** Exercise description **
Your answer consists of the lines in the data that contain "decoded". Copy each of them.

[Saved entries]
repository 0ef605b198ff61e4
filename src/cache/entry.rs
//! Cache entry metadata and staleness checking

use chrono::{DateTime, Utc};
use serde::{Deserialize, Serialize};

use crate::asset::Asset;

/// Metadata persisted next to a built artifact
#[derive(Debug, Clone, PartialEq, Eq, Serialize, Deserialize)]
pub struct EntryMetadata {
    /// Last-modified time of the asset the entry was built from
    pub last_modified: Option<DateTime<Utc>>,

    /// Mime type of the (decoded) content
    pub mime_type: String,

    /// Content encoding of the stored bytes, `None` for identity
    pub encoding: Option<String>,

    /// Stored size in bytes
    pub size: u64,

    /// SHA256 of the stored bytes, hex encoded
    pub digest: String,
}

/// Check whether a cache entry may be served for an asset
///
/// The entry must exist and carry a timestamp that is not older than the
/// asset's current last-modified time. A missing timestamp forces a rebuild.
pub fn is_valid(entry: Option<&EntryMetadata>, asset: &Asset) -> bool {
    let Some(entry) = entry else {
        return false;
    };
    match entry.last_modified {
        Some(cached) => cached >= asset.last_modified,
        None => false,
    }
}
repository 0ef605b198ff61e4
//! Command-line interface

pub mod args;
pub mod commands;

pub use args::{Cli, Commands};
//! Integration tests for the clientlib CLI

mod cli_tests {
    use assert_cmd::{cargo::cargo_bin_cmd, Command};
    use predicates::prelude::*;
    use std::fs;
    use std::io::Read;
    use std::path::{Path, PathBuf};
    use tempfile::TempDir;

    /// Library with one js and one css clientlib plus a config pointing at it
    struct Fixture {
        dir: TempDir,
    }

    impl Fixture {
        fn new(gzip_enabled: bool) -> Self {
            let dir = TempDir::new().unwrap();
            let library = dir.path().join("library");
            fs::create_dir_all(library.join("libs/app")).unwrap();
            fs::write(library.join("libs/app/a.js"), "var a = 1").unwrap();
            fs::write(library.join("libs/app/b.js"), "function b() {}").unwrap();
            fs::write(library.join("libs/site.css"), "body { margin: 0 }").unwrap();

            let config = format!(
                "[library]\nroot = {:?}\nurl_prefix = \"/static\"\n\n\
                 [cache]\ngzip_enabled = {}\ndir = {:?}\n",
                library.display().to_string(),
                gzip_enabled,
                dir.path().join("cache").display().to_string(),
            );
            fs::write(dir.path().join("config.toml"), config).unwrap();

            Self { dir }
        }

        fn config_path(&self) -> PathBuf {
            self.dir.path().join("config.toml")
        }

        fn cache_dir(&self) -> PathBuf {
            self.dir.path().join("cache")
        }

        fn cmd(&self) -> Command {
            let mut cmd = clientlib();
            cmd.arg("--config").arg(self.config_path());
            cmd
        }
    }

    fn clientlib() -> Command {
        cargo_bin_cmd!("clientlib")
    }

    fn cached_files(dir: &Path) -> usize {
        fn walk(dir: &Path, count: &mut usize) {
            let Ok(entries) = fs::read_dir(dir) else {
                return;
            };
            for entry in entries.flatten() {
                let path = entry.path();
                if path.is_dir() {
                    walk(&path, count);
                } else {
                    *count += 1;
                }
            }
        }
        let mut count = 0;
        walk(dir, &mut count);
        count
    }

    #[test]
    fn help_displays() {
        clientlib()
            .arg("--help")
            .assert()
            .success()
            .stdout(predicate::str::contains("cached clientlibs"));
    }

    #[test]
    fn version_displays() {
        clientlib()
            .arg("--version")
            .assert()
            .success()
            .stdout(predicate::str::contains("clientlib"));
    }

    #[test]
    fn config_path() {
        let fixture = Fixture::new(false);
        fixture
            .cmd()
            .args(["config", "path"])
            .assert()
            .success()
            .stdout(predicate::str::contains("config.toml"));
    }

    #[test]
    fn config_show() {
        let fixture = Fixture::new(true);
        fixture
            .cmd()
            .args(["config", "show"])
            .assert()
            .success()
            .stdout(predicate::str::contains("[cache]"))
            .stdout(predicate::str::contains("gzip_enabled = true"));
    }

    #[test]
    fn config_init_respects_existing_file() {
        let fixture = Fixture::new(false);
        fixture
            .cmd()
            .args(["config", "init"])
            .assert()
            .success()
            .stdout(predicate::str::contains("already exists"));
    }

    #[test]
    fn config_init_writes_defaults() {
        let dir = TempDir::new().unwrap();
        let path = dir.path().join("nested").join("config.toml");
        clientlib()
            .arg("--config")
            .arg(&path)
            .args(["config", "init"])
            .assert()
            .success();

        let written = fs::read_to_string(&path).unwrap();
        assert!(written.contains("[threadpool]"));
    }

    #[test]
    fn invalid_config_reports_path() {
        let dir = TempDir::new().unwrap();
        let path = dir.path().join("config.toml");
        fs::write(&path, "[cache\n").unwrap();
        clientlib()
            .arg("--config")
            .arg(&path)
            .args(["config", "show"])
            .assert()
            .failure()
            .stderr(predicate::str::contains("Invalid configuration"));
    }

    #[test]
    fn prepare_prints_cache_key() {
        let fixture = Fixture::new(false);
        fixture
            .cmd()
            .args(["prepare", "libs/app", "--format", "plain"])
            .assert()
            .success()
            .stdout(predicate::str::diff("/var/cache/clientlibs/libs/app.js\n"));

        // Content plus its metadata sidecar
        assert_eq!(cached_files(&fixture.cache_dir()), 2);
    }

    #[test]
    fn prepare_json_reports_hints() {
        let fixture = Fixture::new(false);
        let output = fixture
            .cmd()
            .args(["prepare", "libs/site", "--type", "css", "--format", "json"])
            .output()
            .unwrap();
        assert!(output.status.success());

        let hints: serde_json::Value = serde_json::from_slice(&output.stdout).unwrap();
        assert_eq!(hints["key"], "/var/cache/clientlibs/libs/site.css");
        assert_eq!(hints["mime_type"], "text/css");
        assert_eq!(hints["size"], "body { margin: 0 }\n".len());
    }

    #[test]
    fn deliver_streams_bundle() {
        let fixture = Fixture::new(false);
        fixture
            .cmd()
            .args(["deliver", "libs/app"])
            .assert()
            .success()
            .stdout(predicate::str::diff("var a = 1;\nfunction b() {}\n"));
    }

    #[test]
    fn deliver_without_build_is_empty() {
        let fixture = Fixture::new(false);
        fixture
            .cmd()
            .args(["deliver", "libs/app", "--no-build"])
            .assert()
            .success()
            .stdout(predicate::str::is_empty());
    }

    #[test]
    fn deliver_gzip_to_file() {
        let fixture = Fixture::new(true);
        let out = fixture.dir.path().join("app.js.gz");
        fixture
            .cmd()
            .args(["deliver", "libs/app", "--gzip", "--output"])
            .arg(&out)
            .assert()
            .success();

        let compressed = fs::read(&out).unwrap();
        let mut decoded = String::new();
        flate2::read::GzDecoder::new(&compressed[..])
            .read_to_string(&mut decoded)
            .unwrap();
        assert_eq!(decoded, "var a = 1;\nfunction b() {}\n");
    }

    #[test]
    fn gzip_request_ignored_when_disabled() {
        let fixture = Fixture::new(false);
        fixture
            .cmd()
            .args(["prepare", "libs/app", "--gzip", "--format", "plain"])
            .assert()
            .success()
            .stdout(predicate::str::diff("/var/cache/clientlibs/libs/app.js\n"));
    }

    #[test]
    fn encoding_flag_selects_gzip_key() {
        let fixture = Fixture::new(true);
        fixture
            .cmd()
            .args(["prepare", "libs/app", "-e", "gzip", "--format", "plain"])
            .assert()
            .success()
            .stdout(predicate::str::diff("/var/cache/clientlibs/libs/app.js.gzip\n"));
    }

    #[test]
    fn unknown_type_rejected() {
        let fixture = Fixture::new(false);
        fixture
            .cmd()
            .args(["prepare", "libs/app", "--type", "png"])
            .assert()
            .failure()
            .stderr(predicate::str::contains("Unknown clientlib type: png"));
    }

    #[test]
    fn corrupt_metadata_is_rebuilt() {
        let fixture = Fixture::new(false);
        fixture.cmd().args(["prepare", "libs/app"]).assert().success();

        let meta = fixture
            .cache_dir()
            .join("var/cache/clientlibs/libs/app.js.meta.json");
        fs::write(&meta, "{ nope").unwrap();

        fixture
            .cmd()
            .args(["deliver", "libs/app"])
            .assert()
            .success()
            .stdout(predicate::str::diff("var a = 1;\nfunction b() {}\n"));
    }

    #[test]
    fn reset_removes_entry() {
        let fixture = Fixture::new(false);
        fixture
            .cmd()
            .args(["prepare", "libs/app"])
            .assert()
            .success();

        fixture
            .cmd()
            .args(["reset", "libs/app"])
            .assert()
            .success()
            .stdout(predicate::str::contains("Removed"));
        assert_eq!(cached_files(&fixture.cache_dir()), 0);

        fixture
            .cmd()
            .args(["reset", "libs/app"])
            .assert()
            .success()
            .stdout(predicate::str::contains("Nothing cached"));
    }

    #[test]
    fn links_renders_tag() {
        let fixture = Fixture::new(false);
        fixture
            .cmd()
            .args(["links", "libs/site", "-t", "css", "-a", "media=print"])
            .assert()
            .success()
            .stdout(predicate::str::contains("/static/libs/site.css"))
            .stdout(predicate::str::contains("media=\"print\""));
    }

    #[test]
    fn missing_clientlib_fails() {
        let fixture = Fixture::new(false);
        fixture
            .cmd()
            .args(["prepare", "libs/missing"])
            .assert()
            .failure()
            .stderr(predicate::str::contains("Clientlib not found"));
    }

    #[test]
    fn link_clientlib_is_not_preparable() {
        let fixture = Fixture::new(false);
        fixture
            .cmd()
            .args(["prepare", "libs/site.css", "--type", "link"])
            .assert()
            .failure()
            .stderr(predicate::str::contains("no content processor"));
    }
}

** Result of the task **
    /// Mime type of the (decoded) content
        let mut decoded = String::new();
            .read_to_string(&mut decoded)
        assert_eq!(decoded, "var a = 1;\nfunction b() {}\n");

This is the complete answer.